Иоанн уже решил смерть ближайших свойственников некогда ему милого Алексея. Впрочем, с большим трудом Левкий, Мисаил Сукин и Алексей Басманов вырвали эту уступку на хмельном пиру у царя. Он по ночам, как слышно, плакал не раз, произнося во сне имя первой жены своей и реже вспоминаемого им друга. Память о нём была страшна — и из-за страха ненавистна новым любимцам. Вырвав неполное хотя соизволение царя зажать рот боярыне Магдалыне, предсказательнице непродолжительного господства настоящего порядка вещей, — Малюта, Басмановы, Яковлев, Сукин и Василий Грязной собрали наскоро в эту же ночь совещание. Все согласны были в главном. О подробностях тоже не спорили, поспешая разом кончить до отъезда царя из города в слободу. А отъезд назначен послезавтра.
— Если случай опустить теперь — не вырваться из слободы: нужно докладывать. А как он да опять отменит или ничего не скажет?
Призваны три десятка первоприсягавших. Суббота в первый десяток внесён, к Малюте. Басманов, Алексей Данилыч, второй взял; а с третьим, расставленным по улице вокруг дома ненавистой начальным опричным людям богомолки, — чтобы никого не выпустить, — назначено быть Яковлеву.

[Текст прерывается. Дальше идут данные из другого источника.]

//! savehook - prompt hook that snapshots and publishes a working tree.

use clap::Parser;
use tracing_subscriber::{fmt, prelude::*, EnvFilter};

use savehook::cli::{self, Cli, Commands};
use savehook::Error;

fn main() -> Result<(), Error> {
    // Logs go to stderr; stdout carries the hook response.
    tracing_subscriber::registry()
        .with(fmt::layer().with_writer(std::io::stderr))
        .with(
            EnvFilter::try_from_default_env().unwrap_or_else(|_| EnvFilter::new("savehook=info")),
        )
        .init();

    let cli = Cli::parse();
    // Resolved per command: the hook must answer even when this fails.
    let project_dir = cli::project_dir(cli.project_dir);

    match cli.command.unwrap_or(Commands::Hook) {
        Commands::Hook => {
            cli::hook::run(project_dir)?;
        }
        Commands::Save { message } => {
            let exit_code = cli::save::run(&project_dir?, &message)?;
            if exit_code != 0 {
                std::process::exit(exit_code);
            }
        }
        Commands::Install { command } => {
            cli::install::install(&project_dir?, &command)?;
        }
        Commands::Uninstall => {
            cli::install::uninstall(&project_dir?)?;
        }
        Commands::Config { init } => {
            cli::config::run(&project_dir?, init)?;
        }
    }

    Ok(())
}
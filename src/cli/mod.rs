//! CLI commands for savehook.

pub mod config;
pub mod hook;
pub mod install;
pub mod save;

use std::path::PathBuf;

use clap::{Parser, Subcommand};

use crate::error::Error;

/// Environment variable set by the host for hook processes.
const PROJECT_DIR_ENV: &str = "CLAUDE_PROJECT_DIR";

/// savehook - snapshot and publish a working tree from a prompt
#[derive(Parser)]
#[command(name = "savehook")]
#[command(version, about, long_about = None)]
pub struct Cli {
    /// Project directory (defaults to $CLAUDE_PROJECT_DIR, then the current dir)
    #[arg(long, global = true)]
    pub project_dir: Option<PathBuf>,

    #[command(subcommand)]
    pub command: Option<Commands>,
}

#[derive(Subcommand)]
pub enum Commands {
    /// Handle one prompt from stdin (default)
    Hook,

    /// Stage, commit and force-push now
    Save {
        /// Annotation appended to the commit message
        message: Vec<String>,
    },

    /// Register the prompt hook in .claude/settings.json
    Install {
        /// Command the host should run
        #[arg(long, default_value = install::DEFAULT_HOOK_COMMAND)]
        command: String,
    },

    /// Remove the prompt hook from .claude/settings.json
    Uninstall,

    /// Show the effective configuration
    Config {
        /// Write a default project config file
        #[arg(long)]
        init: bool,
    },
}

/// Resolve the project directory: flag, then host env var, then cwd.
pub fn project_dir(flag: Option<PathBuf>) -> Result<PathBuf, Error> {
    if let Some(dir) = flag {
        return Ok(dir);
    }
    match std::env::var_os(PROJECT_DIR_ENV) {
        Some(dir) if !dir.is_empty() => Ok(PathBuf::from(dir)),
        _ => Ok(std::env::current_dir()?),
    }
}
//! Test doubles.

use std::cell::RefCell;
use std::collections::VecDeque;

use crate::error::Error;
use crate::git::{CommandOutput, CommandRunner};

struct Expectation {
    program: String,
    args: Vec<String>,
    result: Result<CommandOutput, String>,
}

/// Scripted [`CommandRunner`] that expects invocations in order.
///
/// Any unexpected invocation panics, so a test also proves which commands
/// were *not* issued.
#[derive(Default)]
pub struct MockCommandRunner {
    expected: RefCell<VecDeque<Expectation>>,
    calls: RefCell<Vec<Vec<String>>>,
}

impl MockCommandRunner {
    pub fn new() -> Self {
        Self::default()
    }

    /// Expect `program args...` next, answering with `output`.
    pub fn expect(&mut self, program: &str, args: &[&str], output: CommandOutput) {
        self.push(program, args, Ok(output));
    }

    /// Expect `program args...` next, failing to spawn.
    pub fn expect_spawn_error(&mut self, program: &str, args: &[&str], message: &str) {
        self.push(program, args, Err(message.to_string()));
    }

    fn push(&mut self, program: &str, args: &[&str], result: Result<CommandOutput, String>) {
        self.expected.get_mut().push_back(Expectation {
            program: program.to_string(),
            args: args.iter().map(|a| a.to_string()).collect(),
            result,
        });
    }

    /// Arguments of every invocation so far.
    pub fn calls(&self) -> Vec<Vec<String>> {
        self.calls.borrow().clone()
    }

    /// Panic if scripted invocations were never issued.
    pub fn assert_done(&self) {
        let remaining: Vec<String> = self
            .expected
            .borrow()
            .iter()
            .map(|e| format!("{} {}", e.program, e.args.join(" ")))
            .collect();
        assert!(remaining.is_empty(), "commands never issued: {:?}", remaining);
    }
}

impl CommandRunner for MockCommandRunner {
    fn run(&self, program: &str, args: &[&str]) -> Result<CommandOutput, Error> {
        let args: Vec<String> = args.iter().map(|a| a.to_string()).collect();
        self.calls.borrow_mut().push(args.clone());

        let next = self
            .expected
            .borrow_mut()
            .pop_front()
            .unwrap_or_else(|| panic!("unexpected command: {} {}", program, args.join(" ")));

        assert_eq!(next.program, program, "program mismatch");
        // Commit messages carry a timestamp; match commit by prefix only.
        if next.args.first().map(String::as_str) == Some("commit") {
            assert_eq!(&args[..2], &next.args[..2], "args mismatch");
        } else {
            assert_eq!(args, next.args, "args mismatch");
        }

        next.result.map_err(|message| Error::Spawn {
            program: program.to_string(),
            source: std::io::Error::new(std::io::ErrorKind::NotFound, message),
        })
    }
}
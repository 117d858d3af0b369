//! Prompt hook contract.
//!
//! The host writes one JSON object with a `prompt` field to stdin and reads
//! one JSON object back from stdout: `{"blocked": false}` to let the prompt
//! through, or `{"blocked": true, "reason": "..."}` after a save run.

mod detector;

pub use detector::{detect, SaveCommand};

use std::io::{self, Read, Write};

use serde::{Deserialize, Serialize};
use serde_json::ser::Formatter;
use tracing::{info, warn};

use crate::config::Config;
use crate::error::Error;
use crate::git::CommandRunner;
use crate::workflow::{self, Outcome, SaveWorkflow};

/// Hook input. Fields other than `prompt` are ignored.
#[derive(Debug, Clone, Default, Deserialize)]
pub struct HookInput {
    #[serde(default)]
    pub prompt: Option<String>,
}

impl HookInput {
    /// Prompt text; absent or null reads as empty.
    pub fn prompt(&self) -> &str {
        self.prompt.as_deref().unwrap_or("")
    }
}

/// Hook output.
#[derive(Debug, Clone, PartialEq, Eq, Serialize)]
pub struct HookResponse {
    pub blocked: bool,
    #[serde(skip_serializing_if = "Option::is_none")]
    pub reason: Option<String>,
}

impl HookResponse {
    /// Let the host handle the prompt normally.
    pub fn pass() -> Self {
        Self {
            blocked: false,
            reason: None,
        }
    }

    /// Stop the host from handling the prompt, reporting `reason`.
    pub fn block(reason: impl Into<String>) -> Self {
        Self {
            blocked: true,
            reason: Some(reason.into()),
        }
    }

    /// Serialize as a single line with `", "` and `": "` separators.
    pub fn to_json(&self) -> Result<String, Error> {
        let mut buf = Vec::new();
        let mut ser = serde_json::Serializer::with_formatter(&mut buf, SpacedFormatter);
        self.serialize(&mut ser)?;
        String::from_utf8(buf).map_err(|e| Error::other(e.to_string()))
    }
}

/// Compact JSON with a space after each separator.
struct SpacedFormatter;

impl Formatter for SpacedFormatter {
    fn begin_array_value<W: ?Sized + Write>(&mut self, writer: &mut W, first: bool) -> io::Result<()> {
        if first {
            Ok(())
        } else {
            writer.write_all(b", ")
        }
    }

    fn begin_object_key<W: ?Sized + Write>(&mut self, writer: &mut W, first: bool) -> io::Result<()> {
        if first {
            Ok(())
        } else {
            writer.write_all(b", ")
        }
    }

    fn begin_object_value<W: ?Sized + Write>(&mut self, writer: &mut W) -> io::Result<()> {
        writer.write_all(b": ")
    }
}

/// Read hook input. Empty or malformed input reads as an empty prompt.
pub fn read_input<R: Read>(mut reader: R) -> Result<HookInput, Error> {
    let mut content = String::new();
    reader.read_to_string(&mut content)?;

    if content.trim().is_empty() {
        return Ok(HookInput::default());
    }

    match serde_json::from_str(&content) {
        Ok(input) => Ok(input),
        Err(e) => {
            warn!(error = %e, "malformed hook input, treating as empty prompt");
            Ok(HookInput::default())
        }
    }
}

/// Decide and, for a save command, run the workflow.
pub fn handle<R: CommandRunner + ?Sized>(
    input: &HookInput,
    config: &Config,
    runner: &R,
) -> HookResponse {
    let Some(command) = detect(input.prompt(), &config.trigger) else {
        return HookResponse::pass();
    };

    info!(annotation = ?command.annotation, "save command detected");
    let outcome = SaveWorkflow::new(config, runner).run(&command);
    workflow::respond(&outcome, config)
}

/// Response when the project dir or its configuration could not be resolved.
///
/// Detection falls back to the default trigger; a save command is blocked
/// and reports the error, anything else passes through.
pub fn handle_setup_error(input: &HookInput, error: &Error) -> HookResponse {
    let fallback = Config::default();
    if detect(input.prompt(), &fallback.trigger).is_none() {
        return HookResponse::pass();
    }

    warn!(error = %error, "save command received but setup failed");
    workflow::respond(
        &Outcome::UnexpectedError {
            error: error.to_string(),
        },
        &fallback,
    )
}

/// Write the response as one JSON line.
pub fn write_response<W: Write>(mut output: W, response: &HookResponse) -> Result<(), Error> {
    writeln!(output, "{}", response.to_json()?)?;
    output.flush()?;
    Ok(())
}
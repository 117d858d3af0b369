//! Turns outcomes into hook responses.

use crate::config::Config;
use crate::git::{ChangeKind, ChangeRecord};
use crate::hook::HookResponse;

use super::{Outcome, SaveSummary};

/// Map a finished save run to the response returned to the host.
///
/// Every outcome blocks normal prompt processing.
pub fn respond(outcome: &Outcome, config: &Config) -> HookResponse {
    let reason = match outcome {
        Outcome::NoChanges => "ℹ️ No changes detected. Working directory is clean.".to_string(),
        Outcome::StageFailed => {
            "ℹ️ Could not stage changes. Working directory may be clean.".to_string()
        }
        Outcome::NothingToCommit => "ℹ️ No changes to commit.".to_string(),
        Outcome::CommitFailed { error } => format!("❌ Failed to commit: {}", error),
        Outcome::PushFailed { error } => format!("❌ Failed to push: {}", error),
        Outcome::UnexpectedError { error } => {
            format!("❌ Error executing {}: {}", config.trigger, error)
        }
        Outcome::Success(summary) => success_report(summary, config),
    };

    HookResponse::block(reason)
}

fn success_report(summary: &SaveSummary, config: &Config) -> String {
    let changes = if summary.changes.is_empty() {
        "Files updated".to_string()
    } else {
        summary
            .changes
            .iter()
            .map(change_line)
            .collect::<Vec<_>>()
            .join("\n")
    };

    format!(
        "✅ Project saved and pushed successfully!\n\n\
         📦 Commit: {}\n\
         🔖 Hash: {}\n\
         🌿 Branch: {}/{} (force pushed)\n\n\
         📝 Changes:\n{}",
        summary.message, summary.short_hash, config.remote, config.branch, changes
    )
}

fn change_line(change: &ChangeRecord) -> String {
    match change.kind {
        ChangeKind::Added => format!("  ➕ Added: {}", change),
        ChangeKind::Modified => format!("  📝 Modified: {}", change),
        ChangeKind::Deleted => format!("  ❌ Deleted: {}", change),
        ChangeKind::Renamed => format!("  ♻️ Renamed: {}", change),
        ChangeKind::Other => format!("  • {}", change),
    }
}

Была глухая ночь и такая темь, хоть глаз выколи, когда густая толпа конных опричников доехала до двора обречённой жертвы, туда, где ничто не нарушало мирного сна обывателей. Ворота на ключе не задержали ни на минуту прибывших. Поднятая с петель на копьях, масса створов только глухо грохнулась в глубокий снег — и как по мосту проскакали по разбитым полотнищам десятки царских слуг к дому боярыни-иноземки. Это была полька, давно поселившаяся в Москве и принявшая православие. Чуждая москвитянам по происхождению и воспитанию в католичестве, она сроднилась с новой землёй и людьми — благодеяниями. Имя боярыни Магдалыни было известно в Москве всем нищим, не имевшим крова, и всем странникам.